From donkey carts to ambulance vans - how pregnant women are saved in rural Ghana

From donkey carts to ambulance vans – saving pregnant women in Ghana
A change from donkey carts to ambulatory services saves pregnant women in rural Ghana. This is in support of efforts to improve maternal health. (Photo credit: Bossman Owusu, UNDP in Ghana)

“But for the ambulance van, I would have been carried on a donkey cart or a motorbike to the nearest clinic or hospital. It could have been a little too late to save either my life or that of my unborn child”, says Rina Laartegee who had serious running discharge during labour and had to undergo emergency Caesarean section.

A large number of women die annually as a result of pregnancy related complications such as severe bleeding, hypertension, infections and abortions.

The latest Ghana Millennium Development Goals (MDG) report shows that Ghana's maternal mortality ratio remains high (164 per 100,000 live births in 2010) despite several efforts and interventions by government and development partners to improve maternal health.

Highlights

  • UNDP donated 3 ambulance vans and health accessories valued at US$ 200,000 health centres in deprived communities to improve access and delivery of health especially among pregnant women
  • In 2014 alone, 49 pregnancy-related cases were saved in Piina where UNDP donated one of the ambulances.
  • The donation is in support of efforts by the Government of Ghana to implement the MDG Acceleration Framework (MAF) on maternal health.

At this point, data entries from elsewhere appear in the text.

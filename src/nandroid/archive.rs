//! The per-type backup and restore primitives.
//!
//! Archives and YAFFS2 images are made by external tools with the volume mounted; raw images are
//! copied with the volume unmounted, MTD partitions through `RawFlash` and block devices with
//! `dd`.

use std::path::Path;

use super::{BackupType, NandroidError};
use crate::exec::CommandRunner;
use crate::session::Session;
use crate::util::shell_quote;
use crate::volume::Volume;

fn quoted(path: &Path) -> String {
    shell_quote(&path.to_string_lossy())
}

/// The command that saves the mounted volume at `source` to `file`; `None` for raw images.
pub fn backup_command(kind: BackupType, source: &str, file: &Path) -> Option<String> {
    let (src, file) = (shell_quote(source), quoted(file));
    let cmd = match kind {
        BackupType::Raw => return None,
        BackupType::Tar => format!("tar -cf {file} -C {src} ."),
        BackupType::TarGz => format!("tar -czf {file} -C {src} ."),
        BackupType::TarBz2 => format!("tar -cjf {file} -C {src} ."),
        BackupType::TarLzma => format!("tar -cf - -C {src} . | lzma -cz > {file}"),
        BackupType::Yaffs => format!("mkyaffs2image {src} {file}"),
    };
    Some(cmd)
}

/// The command that unpacks `file` into the mounted volume at `target`; `None` for raw images.
pub fn restore_command(kind: BackupType, target: &str, file: &Path) -> Option<String> {
    let (dst, file) = (shell_quote(target), quoted(file));
    let cmd = match kind {
        BackupType::Raw => return None,
        BackupType::Tar => format!("tar -xf {file} -C {dst}"),
        BackupType::TarGz => format!("tar -xzf {file} -C {dst}"),
        BackupType::TarBz2 => format!("tar -xjf {file} -C {dst}"),
        BackupType::TarLzma => format!("lzma -cd {file} | tar -xf - -C {dst}"),
        BackupType::Yaffs => format!("cd {dst} && unyaffs {file}"),
    };
    Some(cmd)
}

fn run_checked(runner: &mut dyn CommandRunner, cmdline: &str) -> Result<(), NandroidError> {
    match runner.run(cmdline)? {
        0 => Ok(()),
        status => Err(NandroidError::CommandFailed { status }),
    }
}

/// Run `cmdline` with `path` mounted, then put the mount back the way it was.
fn run_mounted(session: &mut Session, path: &str, cmdline: &str) -> Result<(), NandroidError> {
    let was_mounted = session.volumes.is_mounted(path);
    session.volumes.ensure_mounted(path)?;

    let result = run_checked(session.runner, cmdline);

    if !was_mounted {
        if let Err(e) = session.volumes.ensure_unmounted(path) {
            log::warn!("cannot unmount {path}: {e:#}");
        }
    }
    result
}

/// Save the volume for `path` to `file` as `kind`.
pub fn backup(
    session: &mut Session,
    volume: &Volume,
    path: &str,
    kind: BackupType,
    file: &Path,
) -> Result<(), NandroidError> {
    match backup_command(kind, path, file) {
        Some(cmdline) => run_mounted(session, path, &cmdline),
        None => {
            session.volumes.ensure_unmounted(path)?;
            if volume.fs_type == "mtd" {
                session.flash.backup(&volume.device, file)?;
                Ok(())
            } else {
                let cmdline = format!("dd if={} of={}", shell_quote(&volume.device), quoted(file));
                run_checked(session.runner, &cmdline)
            }
        }
    }
}

/// Write `file`, a backup of type `kind`, back to the volume for `path`. The volume has already
/// been erased.
pub fn restore(
    session: &mut Session,
    volume: &Volume,
    path: &str,
    kind: BackupType,
    file: &Path,
) -> Result<(), NandroidError> {
    match restore_command(kind, path, file) {
        Some(cmdline) => run_mounted(session, path, &cmdline),
        None => {
            session.volumes.ensure_unmounted(path)?;
            if volume.fs_type == "mtd" {
                session.flash.restore(&volume.device, file)?;
                Ok(())
            } else {
                let cmdline = format!("dd if={} of={}", quoted(file), shell_quote(&volume.device));
                run_checked(session.runner, &cmdline)
            }
        }
    }
}

#[test]
fn test_commands() {
    let file = Path::new("/sdcard/nandroid/x/data.tar.lzma");
    assert_eq!(
        backup_command(BackupType::TarLzma, "/data", file).unwrap(),
        "tar -cf - -C '/data' . | lzma -cz > '/sdcard/nandroid/x/data.tar.lzma'"
    );
    assert_eq!(
        restore_command(BackupType::TarLzma, "/data", file).unwrap(),
        "lzma -cd '/sdcard/nandroid/x/data.tar.lzma' | tar -xf - -C '/data'"
    );

    let file = Path::new("/sdcard/nandroid/x/system.img");
    assert_eq!(
        backup_command(BackupType::Yaffs, "/system", file).unwrap(),
        "mkyaffs2image '/system' '/sdcard/nandroid/x/system.img'"
    );
    assert_eq!(
        restore_command(BackupType::Yaffs, "/system", file).unwrap(),
        "cd '/system' && unyaffs '/sdcard/nandroid/x/system.img'"
    );
    assert_eq!(
        restore_command(BackupType::TarBz2, "/system", file).unwrap(),
        "tar -xjf '/sdcard/nandroid/x/system.img' -C '/system'"
    );
    assert!(backup_command(BackupType::Raw, "/boot", file).is_none());
}

#[cfg(test)]
use crate::testutil::TestRig;

#[test]
fn test_raw_restore_unmounts() -> anyhow::Result<()> {
    let mut rig = TestRig::new([]);
    let file = Path::new("/sdcard/nandroid/x/mmcblk0p4.img");
    let volume = rig.volumes_lookup("/recovery");

    restore(&mut rig.session(), &volume, "/recovery", BackupType::Raw, file)?;
    assert_eq!(
        rig.runner.commands,
        ["dd if='/sdcard/nandroid/x/mmcblk0p4.img' of='/dev/block/mmcblk0p4'"]
    );

    rig.flash.fail = true;
    let boot = rig.volumes_lookup("/boot");
    let result = backup(&mut rig.session(), &boot, "/boot", BackupType::Raw, file);
    assert!(matches!(result, Err(NandroidError::Other(_))));
    Ok(())
}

In a country where three out of every five districts health directorates have no ambulance services to carry pregnant women to health facilities during emergencies, UNDP’s donation of three ambulance vans and health accessories to the Piina Health Centre comes in handy.

“Since 2013 when we received the ambulance from UNDP, no single case of maternal death has been recorded in Piina”, says Ms. Florence Dery, the nursing officer in-charge of the Piina Health Centre.

The donation worth US$ 200,000 made to three health centres in deprived communities was to improve access and delivery of health care in deprived areas, especially among pregnant women, in support of the Ministry of Health and the Ghana Health Service for the implementation of MDG Acceleration Framework (MAF) on maternal health.  

The Piina Health Centre, in the Lambussie District of the Upper West Region of Ghana serves more than 5,000 people in Piina and surrounding communities. The donated van transports emergency labour cases to the Health Centre and other hospitals in the region, covering about 20 km.

“Between January and December 2014, forty-nine pregnancy-related cases, including prolonged labour, previous Caesarean section, threat of abortion and malaria in pregnancy were referred from the Piina Health Centre to hospitals for safe delivery. Without the ambulance, the story would have been different”, says Florence.  

The MDG Acceleration Framework on maternal health is a collaborative effort between the Ministry of Health, Government of Ghana, the United Nations system and other stakeholders to reduce the maternal mortality ratio in Ghana.

It focuses on improving maternal health at the level of both community and district health care facilities, with three key priority areas including improved family planning, skilled delivery and emergency obstetric and newborn care.